Unbedingt. Und man soll bitte auch wählen gehen, gerade auch bei der Europawahl. Das Europäische Parlament ist wirklich wichtig; es ist NICHT egal, wer da drinsitzt. Und es ist zu schade, um seine Stimme an kleinste Parteien oder Nonsenslisten zu verschenken.

"Wir haben nur dann ein vernünftiges Gemeinwesen, wenn es Leute gibt, die die Interessen aller vertreten und nicht nur die eigenen Interessen."

Inge Gräßle

Für die kommenden Kommunalwahlen hatten viele Parteien und Listen Mühe, Kandidierende zu finden.
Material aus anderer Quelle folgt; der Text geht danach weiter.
//! Task lifecycle: derive a task's state from the current monitor values.
//!
//! The state is never stored; it is recomputed from the latest monitor
//! snapshot every tick.
//!
//! | `ended` | `started` | `held` | State |
//! |---|---|---|---|
//! | true | – | – | `Succeeded` |
//! | false | true | true | `Running` |
//! | false | true | false | `Succeeded` |
//! | false | false | – | `Pending` |
//!
//! `Failed` is never derived here; the scheduler assigns it when an episode
//! aborts.

use motum_types::TaskState;
use serde::{Deserialize, Serialize};

/// Indices of a task's start, hold, and end monitors.
#[derive(Debug, Clone, Default, PartialEq, Eq, Serialize, Deserialize)]
pub struct MonitorRefs {
    pub start: Vec<usize>,
    pub hold: Vec<usize>,
    pub end: Vec<usize>,
}

impl MonitorRefs {
    pub fn new() -> Self {
        Self::default()
    }

    /// Every referenced monitor index, in start/hold/end order.
    pub fn all(&self) -> impl Iterator<Item = usize> + '_ {
        self.start.iter().chain(&self.hold).chain(&self.end).copied()
    }
}

/// The flags a state was derived from, kept for diagnostics.
#[derive(Debug, Clone, Copy, PartialEq, Eq)]
pub struct TaskStatus {
    pub state: TaskState,
    pub started: bool,
    pub held: bool,
    pub ended: bool,
}

impl TaskStatus {
    /// Whether the task's constraints belong in this tick's solver input.
    pub fn is_active(&self) -> bool {
        self.started && !self.ended
    }
}

/// Conjunction over `indices`; `empty` when there are none.
///
/// An index outside `values` reads as `false`.
fn all_true(indices: &[usize], values: &[bool], empty: bool) -> bool {
    if indices.is_empty() {
        return empty;
    }
    indices.iter().all(|&i| values.get(i).copied().unwrap_or(false))
}

pub fn task_status(refs: &MonitorRefs, values: &[bool]) -> TaskStatus {
    let started = all_true(&refs.start, values, true);
    let ended = all_true(&refs.end, values, false);
    let held = all_true(&refs.hold, values, false);
    let state = if ended {
        TaskState::Succeeded
    } else if started && held {
        TaskState::Running
    } else if started {
        TaskState::Succeeded
    } else {
        TaskState::Pending
    };
    TaskStatus {
        state,
        started,
        held,
        ended,
    }
}
impl RobotInterface for SimRobot {
    fn id(&self) -> &str {
        "sim"
    }

    fn send_velocities(&mut self, commands: &BTreeMap<String, f64>) -> Result<(), MotumError> {
        // Reject the whole command before touching any joint.
        let mut accepted = Vec::with_capacity(commands.len());
        for (name, velocity) in commands {
            let joint = self.world.joint(name).ok_or_else(|| MotumError::Hardware {
                component: "sim".into(),
                details: format!("unknown joint \"{name}\""),
            })?;
            if !velocity.is_finite() {
                return Err(MotumError::Hardware {
                    component: name.clone(),
                    details: format!("non-finite velocity {velocity}"),
                });
            }
            accepted.push((name, *velocity, joint.limits.clone()));
        }
        for (name, velocity, limits) in accepted {
            let v = velocity.max(-limits.velocity).min(limits.velocity);
            let q = self.positions.get(name).copied().unwrap_or(0.0) + v * self.sample_period;
            self.positions.insert(name.clone(), limits.clamp_position(q));
            self.velocities.insert(name.clone(), v);
        }
        self.probe.commands_applied.fetch_add(1, AtomicOrdering::SeqCst);
        self.publish();
        Ok(())
    }

    fn stop(&mut self) -> Result<(), MotumError> {
        self.velocities.values_mut().for_each(|v| *v = 0.0);
        self.probe.stops.fetch_add(1, AtomicOrdering::SeqCst);
        self.publish();
        Ok(())
    }
}

// ────────────────────────────────────────────────────────────────────────────
// Tests
// ────────────────────────────────────────────────────────────────────────────
//! Generic `RobotInterface` trait for whatever executes joint commands.
//!
//! Drivers implement this trait; the control loop only ever talks to it, so
//! a simulated robot and real hardware are interchangeable.  Joint feedback
//! travels the other way through a [`JointStateSlot`][crate::feedback::JointStateSlot].

use std::collections::BTreeMap;

use motum_types::MotumError;

pub trait RobotInterface: Send {
    /// Stable identifier, e.g. `"sim"` or `"left_arm"`.
    fn id(&self) -> &str;

    /// Apply one tick of joint velocity commands.
    ///
    /// # Errors
    ///
    /// [`MotumError::Hardware`] when the command cannot be applied.
    fn send_velocities(&mut self, commands: &BTreeMap<String, f64>) -> Result<(), MotumError>;

    /// Supersede every previously applied command with a stop.
    fn stop(&mut self) -> Result<(), MotumError>;
}

#[cfg(test)]
mod tests {
    use super::*;

    /// Minimal in-process driver used only for tests.
    struct RecordingRobot {
        last: BTreeMap<String, f64>,
        stopped: bool,
    }

    impl RobotInterface for RecordingRobot {
        fn id(&self) -> &str {
            "recording"
        }

        fn send_velocities(&mut self, commands: &BTreeMap<String, f64>) -> Result<(), MotumError> {
            if commands.values().any(|v| !v.is_finite()) {
                return Err(MotumError::Hardware {
                    component: self.id().to_string(),
                    details: "non-finite velocity".into(),
                });
            }
            self.last = commands.clone();
            self.stopped = false;
            Ok(())
        }

        fn stop(&mut self) -> Result<(), MotumError> {
            self.last.values_mut().for_each(|v| *v = 0.0);
            self.stopped = true;
            Ok(())
        }
    }

    #[test]
    fn robot_is_usable_as_trait_object() {
        let mut robot: Box<dyn RobotInterface> = Box::new(RecordingRobot {
            last: BTreeMap::new(),
            stopped: false,
        });
        let cmd = BTreeMap::from([("j1".to_string(), 0.2)]);
        robot.send_velocities(&cmd).unwrap();
        robot.stop().unwrap();
        let bad = BTreeMap::from([("j1".to_string(), f64::NAN)]);
        assert!(matches!(robot.send_velocities(&bad), Err(MotumError::Hardware { .. })));
    }
}
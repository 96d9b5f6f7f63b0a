//! Stack machine that executes compiled units.
//!
//! One shared operand stack and a stack of call frames. Each frame owns its
//! local slots; parameters occupy the first slots and the remaining ones
//! start at zero.

use std::io::{BufRead, Write};

use pascalc_compiler::unit::{CLINIT, MAIN};
use pascalc_compiler::{Constant, MethodDef, MethodId, OpCode, Unit};
use pascalc_core::{DataType, PrimitiveKind, RuntimeError};
use rustc_hash::FxHashMap;
use tracing::{debug, trace};

use super::value::Value;

type Result<T> = std::result::Result<T, RuntimeError>;

/// Execution limits.
#[derive(Debug, Clone, Copy, PartialEq, Eq)]
pub struct MachineConfig {
    /// Maximum number of nested calls.
    pub max_call_depth: usize,
    /// Maximum number of values on the operand stack.
    pub max_stack_depth: usize,
}

impl Default for MachineConfig {
    fn default() -> Self {
        Self {
            max_call_depth: 1024,
            max_stack_depth: 64 * 1024,
        }
    }
}

struct CallFrame<'u> {
    method: &'u MethodDef,
    ip: usize,
    locals: Vec<Value>,
    /// Operand stack height when the frame was entered.
    base: usize,
}

/// Executes the methods of one unit.
///
/// `write` output goes to `output`, one value per line; `read` consumes one
/// line of `input` per target.
pub struct Machine<'u, R, W> {
    unit: &'u Unit,
    config: MachineConfig,
    globals: Vec<Value>,
    global_index: FxHashMap<&'u str, usize>,
    stack: Vec<Value>,
    frames: Vec<CallFrame<'u>>,
    initialized: bool,
    input: R,
    output: W,
}
//! If/else statement compilation.

use pascalc_ast::IfStmt;
use pascalc_core::DataType;

use crate::bytecode::OpCode;

use super::{Result, StmtCompiler};

impl<'a, 'pool> StmtCompiler<'a, 'pool> {
    /// Compile an if statement. The condition must be boolean.
    ///
    /// Bytecode layout:
    /// ```text
    /// [condition]
    /// JumpIfZero -> else (or end)
    /// [then branch]
    /// Jump -> end          (only with an else branch)
    /// else:
    /// [else branch]
    /// end:
    /// ```
    pub fn compile_if(&mut self, if_stmt: &IfStmt<'_>) -> Result<()> {
        self.expr_compiler()
            .check(if_stmt.condition, &DataType::BOOLEAN, "if condition")?;

        let end = self.emitter.new_label();
        match if_stmt.else_branch {
            Some(else_branch) => {
                let else_label = self.emitter.new_label();
                self.emitter.emit_jump(OpCode::JumpIfZero, else_label);
                self.compile(if_stmt.then_branch)?;
                self.emitter.emit_jump(OpCode::Jump, end);
                self.bind(else_label, if_stmt.span)?;
                self.compile(else_branch)?;
            }
            None => {
                self.emitter.emit_jump(OpCode::JumpIfZero, end);
                self.compile(if_stmt.then_branch)?;
            }
        }
        self.bind(end, if_stmt.span)
    }
}
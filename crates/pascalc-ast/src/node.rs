//! Basic node types shared across the tree.

use pascalc_core::Span;
use std::fmt;

/// An identifier with its source location.
#[derive(Debug, Clone, Copy, PartialEq, Eq)]
pub struct Ident<'ast> {
    /// The identifier text
    pub name: &'ast str,
    /// Source location
    pub span: Span,
}

impl<'ast> Ident<'ast> {
    /// Create a new identifier.
    pub fn new(name: &'ast str, span: Span) -> Self {
        Self { name, span }
    }
}

impl fmt::Display for Ident<'_> {
    fn fmt(&self, f: &mut fmt::Formatter<'_>) -> fmt::Result {
        f.write_str(self.name)
    }
}
//! Binary artifact format for compiled units.
//!
//! ```text
//! magic      "PSCU"
//! version    u16
//! name       str
//! constants  u32 count, then per constant: u8 tag, i32 | str
//! fields     u16 count, then per field: str name, type
//! methods    u16 count, then per method:
//!              str name, u8 param count, types, u8 has-return, [type],
//!              u16 local count, u32 code length, code bytes
//! checksum   u64 xxh64 of every preceding byte
//! ```
//!
//! All integers are big-endian and strings are a u16 length followed by
//! UTF-8 bytes. A type is a tag byte (0 integer, 1 boolean, 2 array); an
//! array tag is followed by the element tag, a u8 rank and an `i32 from,
//! i32 to` pair per dimension. Encoding the same unit always yields the
//! same bytes. A length or count that overflows its field fails encoding
//! with [`ArtifactError::LimitExceeded`].

use pascalc_core::{ArrayType, ArtifactError, DataType, PrimitiveKind, Range};
use xxhash_rust::xxh64::xxh64;

use crate::bytecode::{BytecodeChunk, Constant};
use crate::unit::{FieldDef, MethodDef, Unit};

/// Leading magic bytes.
pub const MAGIC: &[u8; 4] = b"PSCU";
/// Current format version.
pub const VERSION: u16 = 1;

const TAG_INTEGER: u8 = 0;
const TAG_BOOLEAN: u8 = 1;
const TAG_ARRAY: u8 = 2;

/// Encode a unit into its binary form.
#[cfg_attr(feature = "profiling", profiling::function)]
pub fn encode(unit: &Unit) -> Result<Vec<u8>, ArtifactError> {
    let mut w = Writer::default();
    w.bytes(MAGIC);
    w.u16(VERSION);
    w.str("unit name", &unit.name)?;

    w.u32(narrow("constant count", unit.constants.len())?);
    for constant in &unit.constants {
        w.u8(constant.tag());
        match constant {
            Constant::Int(value) => w.u32(*value as u32),
            Constant::StringData(data) => {
                w.u16(narrow("string constant", data.len())?);
                w.bytes(data);
            }
        }
    }

    w.u16(narrow("field count", unit.fields.len())?);
    for field in &unit.fields {
        w.str("field name", &field.name)?;
        w.data_type(&field.ty)?;
    }

    w.u16(narrow("method count", unit.methods.len())?);
    for method in &unit.methods {
        w.str("method name", &method.name)?;
        w.u8(narrow("parameter count", method.params.len())?);
        for param in &method.params {
            w.data_type(param)?;
        }
        match &method.return_type {
            Some(ty) => {
                w.u8(1);
                w.data_type(ty)?;
            }
            None => w.u8(0),
        }
        w.u16(method.local_count);
        w.u32(narrow("code length", method.chunk.len())?);
        w.bytes(method.chunk.code());
    }

    let checksum = xxh64(&w.buf, 0);
    w.u64(checksum);
    Ok(w.buf)
}

/// Convert a length to the width of its field.
fn narrow<T>(what: &'static str, len: usize) -> Result<T, ArtifactError>
where
    T: TryFrom<usize> + Bounded,
{
    T::try_from(len).map_err(|_| ArtifactError::LimitExceeded {
        what,
        len,
        max: T::MAX_LEN,
    })
}

trait Bounded {
    const MAX_LEN: usize;
}

impl Bounded for u8 {
    const MAX_LEN: usize = u8::MAX as usize;
}

impl Bounded for u16 {
    const MAX_LEN: usize = u16::MAX as usize;
}

impl Bounded for u32 {
    const MAX_LEN: usize = u32::MAX as usize;
}

/// Decode and validate a binary unit.
#[cfg_attr(feature = "profiling", profiling::function)]
pub fn decode(bytes: &[u8]) -> Result<Unit, ArtifactError> {
    if bytes.len() < MAGIC.len() || &bytes[..MAGIC.len()] != MAGIC {
        return Err(ArtifactError::BadMagic);
    }
    let body_len = bytes
        .len()
        .checked_sub(8)
        .ok_or(ArtifactError::Truncated { offset: bytes.len() })?;
    let (body, trailer) = bytes.split_at(body_len);

    let mut r = Reader { buf: body, pos: MAGIC.len() };
    let version = r.u16()?;
    if version != VERSION {
        return Err(ArtifactError::UnsupportedVersion(version));
    }

    let mut stored = [0u8; 8];
    stored.copy_from_slice(trailer);
    let stored = u64::from_be_bytes(stored);
    let computed = xxh64(body, 0);
    if stored != computed {
        return Err(ArtifactError::ChecksumMismatch { stored, computed });
    }

    let name = r.str()?;

    let constant_count = r.u32()?;
    let mut constants = Vec::new();
    for _ in 0..constant_count {
        let offset = r.pos;
        let constant = match r.u8()? {
            0 => Constant::Int(r.u32()? as i32),
            1 => {
                let len = r.u16()? as usize;
                Constant::StringData(r.take(len)?.to_vec())
            }
            tag => {
                return Err(ArtifactError::InvalidTag {
                    what: "constant",
                    tag,
                    offset,
                });
            }
        };
        constants.push(constant);
    }

    let field_count = r.u16()?;
    let mut fields = Vec::with_capacity(field_count as usize);
    for _ in 0..field_count {
        let name = r.str()?;
        let ty = r.data_type()?;
        fields.push(FieldDef { name, ty });
    }

    let method_count = r.u16()?;
    let mut methods = Vec::with_capacity(method_count as usize);
    for _ in 0..method_count {
        let name = r.str()?;
        let param_count = r.u8()?;
        let params = (0..param_count)
            .map(|_| r.data_type())
            .collect::<Result<Vec<_>, _>>()?;
        let return_type = match r.u8()? {
            0 => None,
            _ => Some(r.data_type()?),
        };
        let local_count = r.u16()?;
        let code_len = r.u32()? as usize;
        let code = r.take(code_len)?.to_vec();
        methods.push(MethodDef {
            name,
            params,
            return_type,
            local_count,
            chunk: BytecodeChunk::from_code(code),
        });
    }

    if r.pos != body.len() {
        return Err(ArtifactError::Truncated { offset: r.pos });
    }

    Ok(Unit {
        name,
        constants,
        fields,
        methods,
    })
}

#[derive(Default)]
struct Writer {
    buf: Vec<u8>,
}

impl Writer {
    fn u8(&mut self, value: u8) {
        self.buf.push(value);
    }

    fn u16(&mut self, value: u16) {
        self.buf.extend_from_slice(&value.to_be_bytes());
    }

    fn u32(&mut self, value: u32) {
        self.buf.extend_from_slice(&value.to_be_bytes());
    }

    fn u64(&mut self, value: u64) {
        self.buf.extend_from_slice(&value.to_be_bytes());
    }

    fn bytes(&mut self, bytes: &[u8]) {
        self.buf.extend_from_slice(bytes);
    }

    fn str(&mut self, what: &'static str, s: &str) -> Result<(), ArtifactError> {
        self.u16(narrow(what, s.len())?);
        self.bytes(s.as_bytes());
        Ok(())
    }

    fn primitive(&mut self, kind: PrimitiveKind) {
        self.u8(match kind {
            PrimitiveKind::Integer => TAG_INTEGER,
            PrimitiveKind::Boolean => TAG_BOOLEAN,
        });
    }

    fn data_type(&mut self, ty: &DataType) -> Result<(), ArtifactError> {
        match ty {
            DataType::Primitive(kind) => self.primitive(*kind),
            DataType::Array(array) => {
                self.u8(TAG_ARRAY);
                self.primitive(array.element());
                self.u8(narrow("array rank", array.rank())?);
                for range in array.dimensions() {
                    self.u32(range.from() as u32);
                    self.u32(range.to() as u32);
                }
            }
        }
        Ok(())
    }
}

struct Reader<'a> {
    buf: &'a [u8],
    pos: usize,
}

impl<'a> Reader<'a> {
    fn take(&mut self, len: usize) -> Result<&'a [u8], ArtifactError> {
        let end = self
            .pos
            .checked_add(len)
            .filter(|&end| end <= self.buf.len())
            .ok_or(ArtifactError::Truncated { offset: self.pos })?;
        let slice = &self.buf[self.pos..end];
        self.pos = end;
        Ok(slice)
    }

    fn u8(&mut self) -> Result<u8, ArtifactError> {
        Ok(self.take(1)?[0])
    }

    fn u16(&mut self) -> Result<u16, ArtifactError> {
        let b = self.take(2)?;
        Ok(u16::from_be_bytes([b[0], b[1]]))
    }

    fn u32(&mut self) -> Result<u32, ArtifactError> {
        let b = self.take(4)?;
        Ok(u32::from_be_bytes([b[0], b[1], b[2], b[3]]))
    }

    fn str(&mut self) -> Result<String, ArtifactError> {
        let len = self.u16()? as usize;
        let offset = self.pos;
        let bytes = self.take(len)?;
        String::from_utf8(bytes.to_vec()).map_err(|_| ArtifactError::InvalidUtf8 { offset })
    }

    fn primitive(&mut self) -> Result<PrimitiveKind, ArtifactError> {
        let offset = self.pos;
        match self.u8()? {
            TAG_INTEGER => Ok(PrimitiveKind::Integer),
            TAG_BOOLEAN => Ok(PrimitiveKind::Boolean),
            tag => Err(ArtifactError::InvalidTag {
                what: "element type",
                tag,
                offset,
            }),
        }
    }

    fn data_type(&mut self) -> Result<DataType, ArtifactError> {
        let offset = self.pos;
        match self.u8()? {
            TAG_INTEGER => Ok(DataType::INTEGER),
            TAG_BOOLEAN => Ok(DataType::BOOLEAN),
            TAG_ARRAY => {
                let element = self.primitive()?;
                let rank = self.u8()?;
                let mut dimensions = Vec::with_capacity(rank as usize);
                for _ in 0..rank {
                    let range_offset = self.pos;
                    let from = self.u32()? as i32;
                    let to = self.u32()? as i32;
                    let range = Range::new(from, to).ok_or(ArtifactError::InvalidTag {
                        what: "array range",
                        tag: TAG_ARRAY,
                        offset: range_offset,
                    })?;
                    dimensions.push(range);
                }
                ArrayType::new(element, dimensions)
                    .map(DataType::Array)
                    .ok_or(ArtifactError::InvalidTag {
                        what: "array rank",
                        tag: rank,
                        offset,
                    })
            }
            tag => Err(ArtifactError::InvalidTag {
                what: "type",
                tag,
                offset,
            }),
        }
    }
}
Es heißt, dafür müsse man geboren sein. Sie waren Journalistin, Pressesprecherin, zogen in den Kreistag ein und dann in alle Parlamente. Können Sie Leuten zu einem politischen Mandat raten?

Unbedingt! Das sage ich schon in Schulklassen: Lasst Euch aufstellen, geht in Parlamente – vom Ortschaftsrat bis ins Europaparlament. Engagiert Euch in Parteien. Nur dann bleiben wir eine lebendige Demokratie. Und wir haben nur dann ein vernünftiges Gemeinwesen, wenn es Leute gibt, die die Interessen aller vertreten und nicht nur die eigenen Interessen. Und es ist eine Riesenchance, etwas zu bewegen, egal ob im Gemeinderat oder im Bundestag. Auch wenn ich mir die Riesenchance im Bundestag noch etwas größer wünschen würde.

Zur Person Inge Gräßle

Dr. Inge Gräßle wurde 1961 in Großkuchen geboren. Nach dem Abitur in Heidenheim volontierte sie bei der „Augsburger Allgemeinen Zeitung“, studierte Romanistik, Politik und Geschichte, war Pressesprecherin der Stadt Rüsselsheim und zog 1996 für die CDU und den Kreis Heidenheim in den Stuttgarter Landtag ein. Von 2004 bis 2019 war sie Europaabgeordnete. Nachdem sie ihr Mandat verlor, pflegte Gräßle in Großkuchen ihre Mutter und kehrte erst nach deren Tod in die Politik zurück. Bei der Bundestagswahl 2021 gewann Gräßle für die CDU das Direktmandat für den Wahlkreis Backnang-Schwäbisch Gmünd und wurde erneut Parlamentarierin. Gräßle ist entschieden ledig („keine Zeit“) und war unter anderem schon Vorsitzende der Frauen-Union Baden-Württemberg und in Heidenheim Mitglied des Kreistags, Kreisvorsitzende der CDU und Chefin des Roten Kreuzes. Inge Gräßle, in deren Pass eigentlich „Ingeborg“ steht, lebt heute in Berlin, Schwäbisch Gmünd und in ihrem Elternhaus in Großkuchen.